Even a well-crafted comedic performance will leave an audience cold unless the timing is right. It now emerges that, like comedic expression on a stage, gene expression in metabolic pathways also needs to be well-timed to be effective.

Alon Zaslaver and colleagues studied the timing and strength of the expression of genes in a well-characterized type of pathway: amino-acid biosynthesis (AAB) in Escherichia coli. They developed an ingenious system for monitoring gene expression that involved cloning the promoter regions of 50 % of all known AAB genes into plasmids, upstream of reporter genes (Lux or GFP). By using an automated multiwell fluorimeter, the authors could monitor promoter activity in these 52 reporter strains every few minutes to an accuracy of 10 %.

Zaslaver et al. were able to address sophisticated questions about the dynamics of gene expression in the AAB pathway. First, they showed that, as might be expected, excess amounts of an individual amino acid in the medium led the genes in that amino acid's biosynthetic pathway to be downregulated. However, the really interesting results came when they examined reactivation of such pathways when the corresponding amino acids were removed.

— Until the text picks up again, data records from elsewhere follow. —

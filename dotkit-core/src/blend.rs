//! # Blending
//!
//! The straight-alpha "over" operator. Every compositing path in the crate funnels through
//! [`over`], so the flat and bounds-checked paths in [`crate::state::layers`] can never drift apart.

use crate::color::Argb;

/// Effective alpha of `src` under a layer opacity, in `[0, 1]`.
#[must_use]
pub fn effective_alpha(src: Argb, opacity: f32) -> f32 {
    f32::from(src.alpha()) / 255.0 * opacity
}

/// Composite `src` over `dst`, where `src_alpha` is the already-modulated alpha of `src` in `[0, 1]`.
///
/// ```text
/// outA = srcA + dstA * (1 - srcA)
/// outC = (srcC * srcA + dstC * dstA * (1 - srcA)) / outA
/// ```
/// Results are rounded to the nearest integer channel value. A zero `outA` yields `0x00000000`.
/// A non-positive `src_alpha` leaves `dst` untouched.
#[must_use]
pub fn over(dst: Argb, src: Argb, src_alpha: f32) -> Argb {
    if src_alpha <= 0.0 {
        return dst;
    }
    let src_alpha = src_alpha.min(1.0);
    let dst_alpha = f32::from(dst.alpha()) / 255.0;
    let dst_weight = dst_alpha * (1.0 - src_alpha);

    let out_alpha = src_alpha + dst_weight;
    if out_alpha <= 0.0 {
        return Argb::TRANSPARENT;
    }

    let channel = |s: u8, d: u8| -> u8 {
        let value = (f32::from(s) * src_alpha + f32::from(d) * dst_weight) / out_alpha;
        to_channel(value)
    };

    Argb::new(
        to_channel(out_alpha * 255.0),
        channel(src.red(), dst.red()),
        channel(src.green(), dst.green()),
        channel(src.blue(), dst.blue()),
    )
}

/// Round and clamp a float channel into `0..=255`.
fn to_channel(value: f32) -> u8 {
    // Clamped first, so the cast is always in range.
    value.round().clamp(0.0, 255.0) as u8
}

#[cfg(test)]
mod test {
    use super::*;
    #[test]
    fn opaque_source_replaces() {
        let dst = Argb(0xFF12_3456);
        let src = Argb(0xFFAB_CDEF);
        assert_eq!(over(dst, src, 1.0), src);
        assert_eq!(over(Argb::TRANSPARENT, src, 1.0), src);
    }
    #[test]
    fn zero_alpha_keeps_destination() {
        let dst = Argb(0x8012_3456);
        assert_eq!(over(dst, Argb(0x00FF_FFFF), 0.0), dst);
        assert_eq!(over(dst, Argb::WHITE, 0.0), dst);
    }
    #[test]
    fn translucent_over_transparent_is_exact() {
        // Nothing underneath, color channels should survive unchanged.
        for alpha in [1u8, 2, 77, 128, 200, 254] {
            let src = Argb::new(alpha, 199, 3, 250);
            let out = over(Argb::TRANSPARENT, src, effective_alpha(src, 1.0));
            assert_eq!(out, src, "alpha {alpha}");
        }
    }
    #[test]
    fn half_blue_over_red() {
        let red = Argb(0xFFFF_0000);
        let blue = Argb(0x8000_00FF);
        let out = over(red, blue, effective_alpha(blue, 1.0));
        // outA = 1, R = 255 * 127/255, B = 255 * 128/255
        assert_eq!(out, Argb(0xFF7F_0080));
        // Definitely not an average of the two.
        assert_ne!(out, Argb(0xBF7F_007F));
    }
    #[test]
    fn opacity_modulates() {
        let out = over(Argb::TRANSPARENT, Argb::BLACK, effective_alpha(Argb::BLACK, 0.5));
        assert_eq!(out.alpha(), 128);
        assert_eq!(out.0 & 0x00FF_FFFF, 0);
    }
}
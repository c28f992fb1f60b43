//! Utility types, used throughout the crate.

/// An integer pixel coordinate in canvas space.
#[derive(
    Copy,
    Clone,
    PartialEq,
    Eq,
    PartialOrd,
    Ord,
    Hash,
    Debug,
    Default,
    bytemuck::Pod,
    bytemuck::Zeroable,
    serde::Serialize,
    serde::Deserialize,
)]
#[repr(C)]
pub struct Point {
    pub x: i32,
    pub y: i32,
}
impl Point {
    pub const ZERO: Self = Self { x: 0, y: 0 };
    #[must_use]
    pub const fn new(x: i32, y: i32) -> Self {
        Self { x, y }
    }
}
impl From<(i32, i32)> for Point {
    fn from((x, y): (i32, i32)) -> Self {
        Self { x, y }
    }
}
impl std::ops::Add for Point {
    type Output = Self;
    fn add(self, rhs: Self) -> Self {
        Self::new(self.x + rhs.x, self.y + rhs.y)
    }
}
impl std::ops::Sub for Point {
    type Output = Self;
    fn sub(self, rhs: Self) -> Self {
        Self::new(self.x - rhs.x, self.y - rhs.y)
    }
}
impl std::fmt::Display for Point {
    fn fmt(&self, f: &mut std::fmt::Formatter<'_>) -> std::fmt::Result {
        write!(f, "({}, {})", self.x, self.y)
    }
}

/// A fractional offset, used for panning the view.
#[derive(Copy, Clone, PartialEq, Debug, Default, serde::Serialize, serde::Deserialize)]
pub struct Offset {
    pub x: f32,
    pub y: f32,
}
impl Offset {
    pub const ZERO: Self = Self { x: 0.0, y: 0.0 };
    #[must_use]
    pub const fn new(x: f32, y: f32) -> Self {
        Self { x, y }
    }
}
impl std::ops::Add for Offset {
    type Output = Self;
    fn add(self, rhs: Self) -> Self {
        Self::new(self.x + rhs.x, self.y + rhs.y)
    }
}
impl std::ops::Sub for Offset {
    type Output = Self;
    fn sub(self, rhs: Self) -> Self {
        Self::new(self.x - rhs.x, self.y - rhs.y)
    }
}
impl std::ops::Mul<f32> for Offset {
    type Output = Self;
    fn mul(self, scale: f32) -> Self {
        Self::new(self.x * scale, self.y * scale)
    }
}
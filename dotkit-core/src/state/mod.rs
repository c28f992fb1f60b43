//! # State
//!
//! The document model: pixel storage, layers, the layer stack, and the document value tying them together.

pub mod document;
pub mod layer;
pub mod layers;
pub mod pixel_buffer;

pub use document::{CanvasDocument, DocumentError};
pub use layer::{Layer, LayerError};
pub use layers::{LayerManager, LayerStackError};
pub use pixel_buffer::{BufferError, PixelBuffer};
//! PNG export of composited documents.

use dotkit_core::state::PixelBuffer;

/// Encode as 8 bit RGBA, unpremultiplied, rows top to bottom.
pub fn write_png(pixels: &PixelBuffer, writer: impl std::io::Write) -> Result<(), png::EncodingError> {
    let (width, height) = pixels.dimensions();
    let mut encoder = png::Encoder::new(writer, width, height);
    encoder.set_color(png::ColorType::Rgba);
    encoder.set_depth(png::BitDepth::Eight);

    let data: Vec<u8> = pixels
        .as_slice()
        .iter()
        .flat_map(|pixel| pixel.to_rgba_bytes())
        .collect();

    let mut writer = encoder.write_header()?;
    writer.write_image_data(&data)?;
    writer.finish()
}

pub fn save_png(pixels: &PixelBuffer, path: &std::path::Path) -> anyhow::Result<()> {
    use anyhow::Context;
    let file = std::fs::File::create(path).with_context(|| format!("creating {path:?}"))?;
    write_png(pixels, std::io::BufWriter::new(file)).with_context(|| format!("encoding {path:?}"))?;
    log::debug!("wrote {}x{} png to {path:?}", pixels.width(), pixels.height());
    Ok(())
}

In the three amino-acid systems that were studied in detail — arginine, methionine and serine — the expression of genes in unbranched pathways was reactivated in the same order as they were positioned in the pathway: that is, the first gene in the pathway was also the first to be reactivated, and so on. Zaslaver and colleagues also showed another striking correlation between functional hierarchies and gene-expression patterns: in all three cases, the closer a gene was to the beginning of the pathway, the higher was its maximal level of expression.

To explain these remarkable patterns, the authors went on to mathematically model enzyme production in such unbranched 'production pipeline'-style pathways. Their model clearly showed that the hierarchies in the timing and magnitude of gene expression in these pathways minimized the time that was required and the metabolic cost of producing the final enzyme. Higher and earlier expression of the genes at the top of the pathway provides a boost in the intial enzymes required, allowing a faster response to withdrawal of the amino acid.

The results of Zaslaver et al. are fascinating just for the insight they provide into the delicate regulation of amino-acid synthesis in bacteria. Experiments such as these might be as important to the development of systems biology as similarly elegant experiments in E. coli were to that of molecular biology and genetics.